*Brief*.
A single number is the answer here: the count of lines in the data below that include the word "Returns".

*Data to use*.
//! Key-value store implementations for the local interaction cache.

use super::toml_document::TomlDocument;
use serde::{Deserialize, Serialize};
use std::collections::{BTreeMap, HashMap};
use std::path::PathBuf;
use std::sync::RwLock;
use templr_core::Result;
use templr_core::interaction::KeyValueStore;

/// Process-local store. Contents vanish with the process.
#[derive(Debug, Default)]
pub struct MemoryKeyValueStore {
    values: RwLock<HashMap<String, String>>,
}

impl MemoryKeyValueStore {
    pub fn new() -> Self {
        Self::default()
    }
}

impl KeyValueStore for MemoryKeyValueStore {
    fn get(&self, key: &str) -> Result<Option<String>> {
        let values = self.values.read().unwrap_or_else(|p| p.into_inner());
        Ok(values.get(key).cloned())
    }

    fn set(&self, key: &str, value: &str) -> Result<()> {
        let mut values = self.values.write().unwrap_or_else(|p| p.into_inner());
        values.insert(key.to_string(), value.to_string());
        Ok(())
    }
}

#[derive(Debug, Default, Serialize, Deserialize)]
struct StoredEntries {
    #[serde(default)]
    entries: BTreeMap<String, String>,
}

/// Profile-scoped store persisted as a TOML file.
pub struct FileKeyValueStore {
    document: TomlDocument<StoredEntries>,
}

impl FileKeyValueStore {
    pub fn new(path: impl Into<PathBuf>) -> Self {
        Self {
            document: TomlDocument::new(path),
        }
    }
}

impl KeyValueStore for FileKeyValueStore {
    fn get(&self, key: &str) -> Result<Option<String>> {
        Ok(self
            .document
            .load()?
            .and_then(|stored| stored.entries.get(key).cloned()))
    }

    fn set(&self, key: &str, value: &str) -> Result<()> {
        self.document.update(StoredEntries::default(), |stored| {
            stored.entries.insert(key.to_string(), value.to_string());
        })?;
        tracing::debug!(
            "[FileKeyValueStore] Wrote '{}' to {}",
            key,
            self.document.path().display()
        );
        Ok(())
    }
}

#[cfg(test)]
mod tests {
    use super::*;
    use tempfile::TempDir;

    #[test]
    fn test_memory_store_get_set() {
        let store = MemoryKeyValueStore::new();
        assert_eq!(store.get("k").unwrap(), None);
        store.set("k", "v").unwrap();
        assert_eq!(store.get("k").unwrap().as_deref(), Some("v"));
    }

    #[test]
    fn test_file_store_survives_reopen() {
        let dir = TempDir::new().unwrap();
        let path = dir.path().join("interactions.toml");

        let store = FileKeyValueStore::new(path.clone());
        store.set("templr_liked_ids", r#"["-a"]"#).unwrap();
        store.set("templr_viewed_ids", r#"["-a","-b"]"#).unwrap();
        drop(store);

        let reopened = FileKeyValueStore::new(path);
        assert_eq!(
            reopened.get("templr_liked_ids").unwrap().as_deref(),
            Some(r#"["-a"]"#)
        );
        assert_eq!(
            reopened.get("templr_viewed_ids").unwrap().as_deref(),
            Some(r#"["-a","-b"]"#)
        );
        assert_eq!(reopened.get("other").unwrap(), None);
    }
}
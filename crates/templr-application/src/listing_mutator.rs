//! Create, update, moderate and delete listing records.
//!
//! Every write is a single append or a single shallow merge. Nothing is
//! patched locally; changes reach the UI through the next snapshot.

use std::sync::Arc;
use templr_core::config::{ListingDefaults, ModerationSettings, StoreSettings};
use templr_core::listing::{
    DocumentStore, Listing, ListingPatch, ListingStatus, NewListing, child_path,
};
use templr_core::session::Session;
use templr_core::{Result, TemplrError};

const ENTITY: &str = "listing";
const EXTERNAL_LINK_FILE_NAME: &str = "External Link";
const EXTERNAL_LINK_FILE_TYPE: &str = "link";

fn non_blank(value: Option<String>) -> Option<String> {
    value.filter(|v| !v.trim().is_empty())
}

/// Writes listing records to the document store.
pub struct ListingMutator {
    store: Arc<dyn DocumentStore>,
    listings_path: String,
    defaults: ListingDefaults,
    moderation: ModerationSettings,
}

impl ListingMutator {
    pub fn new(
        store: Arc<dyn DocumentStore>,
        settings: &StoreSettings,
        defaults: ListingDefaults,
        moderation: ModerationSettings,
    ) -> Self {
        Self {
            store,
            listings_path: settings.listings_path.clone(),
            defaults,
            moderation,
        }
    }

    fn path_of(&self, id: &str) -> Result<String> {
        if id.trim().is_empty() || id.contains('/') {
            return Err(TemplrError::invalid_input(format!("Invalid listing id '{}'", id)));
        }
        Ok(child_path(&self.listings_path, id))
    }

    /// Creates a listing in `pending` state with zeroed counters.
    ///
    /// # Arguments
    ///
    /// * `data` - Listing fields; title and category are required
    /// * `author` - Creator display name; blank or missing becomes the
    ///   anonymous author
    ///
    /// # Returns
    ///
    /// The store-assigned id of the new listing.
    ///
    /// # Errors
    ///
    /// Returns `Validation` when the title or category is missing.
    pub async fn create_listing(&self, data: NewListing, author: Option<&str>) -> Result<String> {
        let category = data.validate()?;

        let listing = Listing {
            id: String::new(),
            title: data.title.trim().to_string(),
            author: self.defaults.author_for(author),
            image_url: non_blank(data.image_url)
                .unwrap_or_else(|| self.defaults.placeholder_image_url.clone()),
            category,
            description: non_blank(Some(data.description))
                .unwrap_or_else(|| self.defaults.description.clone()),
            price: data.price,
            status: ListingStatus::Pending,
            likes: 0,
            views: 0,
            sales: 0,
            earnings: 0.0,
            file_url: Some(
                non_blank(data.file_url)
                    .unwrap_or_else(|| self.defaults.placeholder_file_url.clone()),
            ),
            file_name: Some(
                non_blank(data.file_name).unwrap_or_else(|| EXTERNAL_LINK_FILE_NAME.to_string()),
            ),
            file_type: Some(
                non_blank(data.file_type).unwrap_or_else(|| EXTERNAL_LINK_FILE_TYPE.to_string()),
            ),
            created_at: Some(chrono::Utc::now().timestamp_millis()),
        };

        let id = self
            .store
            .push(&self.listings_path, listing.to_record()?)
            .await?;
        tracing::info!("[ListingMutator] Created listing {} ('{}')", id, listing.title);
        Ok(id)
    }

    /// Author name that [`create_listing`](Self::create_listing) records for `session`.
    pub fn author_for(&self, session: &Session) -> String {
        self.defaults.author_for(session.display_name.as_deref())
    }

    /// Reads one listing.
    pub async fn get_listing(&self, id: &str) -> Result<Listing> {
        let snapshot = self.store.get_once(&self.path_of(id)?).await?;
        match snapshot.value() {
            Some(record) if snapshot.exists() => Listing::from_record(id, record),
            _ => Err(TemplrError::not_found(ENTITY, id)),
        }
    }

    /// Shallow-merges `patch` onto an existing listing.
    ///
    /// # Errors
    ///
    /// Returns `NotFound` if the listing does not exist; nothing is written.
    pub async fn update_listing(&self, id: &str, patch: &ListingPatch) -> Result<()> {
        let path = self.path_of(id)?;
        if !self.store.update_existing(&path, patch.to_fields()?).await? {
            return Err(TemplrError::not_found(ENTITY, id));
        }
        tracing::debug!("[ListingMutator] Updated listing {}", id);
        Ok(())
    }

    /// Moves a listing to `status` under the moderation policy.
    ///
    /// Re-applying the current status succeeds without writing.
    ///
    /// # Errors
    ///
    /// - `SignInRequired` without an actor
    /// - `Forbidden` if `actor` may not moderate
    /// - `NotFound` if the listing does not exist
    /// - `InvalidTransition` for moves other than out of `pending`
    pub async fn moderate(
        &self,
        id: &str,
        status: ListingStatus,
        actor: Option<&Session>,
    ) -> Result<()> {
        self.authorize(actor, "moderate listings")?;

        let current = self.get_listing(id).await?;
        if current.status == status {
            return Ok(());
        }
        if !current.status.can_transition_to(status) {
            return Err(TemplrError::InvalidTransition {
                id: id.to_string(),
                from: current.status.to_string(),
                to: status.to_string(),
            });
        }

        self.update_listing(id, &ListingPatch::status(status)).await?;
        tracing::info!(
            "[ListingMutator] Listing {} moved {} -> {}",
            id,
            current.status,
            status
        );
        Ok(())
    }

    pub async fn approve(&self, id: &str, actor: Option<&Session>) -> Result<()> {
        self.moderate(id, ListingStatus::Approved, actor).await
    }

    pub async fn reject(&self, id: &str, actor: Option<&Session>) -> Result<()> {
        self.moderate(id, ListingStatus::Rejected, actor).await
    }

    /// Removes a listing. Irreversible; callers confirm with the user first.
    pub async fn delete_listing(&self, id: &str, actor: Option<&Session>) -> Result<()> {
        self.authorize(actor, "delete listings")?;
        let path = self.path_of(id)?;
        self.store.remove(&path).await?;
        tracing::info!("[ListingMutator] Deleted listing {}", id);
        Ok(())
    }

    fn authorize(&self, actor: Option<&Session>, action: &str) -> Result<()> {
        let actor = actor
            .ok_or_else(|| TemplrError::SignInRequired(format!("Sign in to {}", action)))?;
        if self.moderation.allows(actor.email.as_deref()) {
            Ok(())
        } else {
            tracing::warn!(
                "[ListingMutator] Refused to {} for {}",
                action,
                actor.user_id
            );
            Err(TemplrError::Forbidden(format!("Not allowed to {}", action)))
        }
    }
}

*Written answer*.
3